I've read that better HF reproduction also extends into the audible range via harmonic structure.

Bob Stuart's paper does support me. Did you read it?

Honestly Andre your tone and nastiness in the replies cannot make up for the fact that you have zero studio experience. Your knowledge as a chip designer does not make you an expert on record engineering. And your dismissal of my real world field experience is arrogant and factually wrong.


----------



## Artisan Fan (Jul 21, 2006)

Here is an AES paper that finds higher sampling improve time axis resolution:

Does High Sampling Frequency Improve Perceptual Time-Axis Resolution of Digital Audio Signal?

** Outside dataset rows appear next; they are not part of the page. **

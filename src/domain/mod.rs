pub mod user;
pub mod donation;
pub mod category;
pub mod volunteer;

pub use user::*;
pub use donation::*;
pub use category::*;
pub use volunteer::*;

> The effect of frequency bandwidth on perceptual time-axis resolution of a digital audio signal was studied experimentally. Four kinds of pulse train having constant intervals were used for the test signal. To make the test signal, the upper frequencies were limited using an FIR low-pass filter. Cutoff frequencies of the FIR low-pass filter were 40 kHz and 20 kHz. The experiment was performed in a room with a volume of 54.7 m3, reverberation time of 0.36 s (at 1 kHz), and noise level of NC-25. As the reference signals, pulse trains having designated intervals 1, 0.5, 0.25, and 0.125 s were used. On the other hand, pulse train having slightly different intervals from the reference signals (maximum+20% to -20% were used as the test signals. Reference signals and test signals were presented alternately to the subjects. The subjects were asked whether the test signal is equal to the reference signal or not by hearing. The subjects were 11 males, age 22 to 24, having normal hearing. Purpose of this experiment is to confirm the following hypothesis. Since the waveform of a pulse signal reproduced by the 40-kHz bandwidth system is more similar to the original signal than by the 20-kHz bandwidth system. We can assume that the subjects would be able to identify the interval of the test signal more easily and more correctly using the 40-kHz system thab using the 20-kHz system. When the interval of the test signal is short, identification becomes easier, but when it becomes long, identification becomes rather difficult. *As a result of the experiment, we found that widening the frequency band improves perceptual time-axis resolution of a digital audio signal. Adoption of higher sampling frequency will be helpful from the viewpoint of improving the time-axis resolution*.


----------



## Artisan Fan (Jul 21, 2006)

Another which discusses the wide range of human hearing:



> Why Direct Stream Digital (DSD) is the best choice as a digital audio format.
> In this paper, an overview of Direct Stream Digital (DSD) signal processing is given. It is shown that 1-bit DSD signals can be dithered properly, *so the resulting dithered DSD stream does not contain audible artifacts in a band from 0-100~kHz. It is also shown that signal processing can be done best in a high rate, multi-bit domain. Arguments are given that the minimal frequency span needed to comply with the human auditory system is roughly 0-300~kHz*. Following the signal processing, final conversion to DSD is made. It is demonstrated that Super Audio CD (SACD) is a very efficient consumer format: it is the format which, while maintaining all necessary psycho-acoustical characteristics such has high band width, filtering with wide transition bands etc, uses the least bits from the disk; hence offering the longest playing time.


----------



## Artisan Fan (Jul 21, 2006)

On LP versus CD differences there is a famous quote from the famous mastering engineer Bob Ludwig of Gateway Sound:



> It is customary to believe that the CD is superior to the LP in terms of bandwidth, but this is not the case. The CD is limited to 22,000 cycles, whereas the LP is able to reproduce frequencies up to 50,000 cycles, which in the PCM world equals a sampling rate at 100 kHz. The bottom line is that LPs mastered with DMM still sound really good.


----------



## guitone (Mar 20, 2005)

I am not going to read all of the posts today so this may be redundant. I buy these things, mechanical watches for the quality I perceive they have over quartz. I buy a good turntable because I like vinyl and have much of it and my Music Hall fits the bill. I buy Italian and classic expensive clothing because I like how they fit, how I look in them, how they make me feel..... I spend money I can afford on the things I enjoy, I am not spending what I cannot pay for, or what will take food out of my child's mouth. I see people wearing things I would not be caught dead in, that is their choice...


----------



## Andre Yew (Sep 2, 2005)

Artisan Fan said:


> I've read that better HF reproduction also extends into the audible range via harmonic structure.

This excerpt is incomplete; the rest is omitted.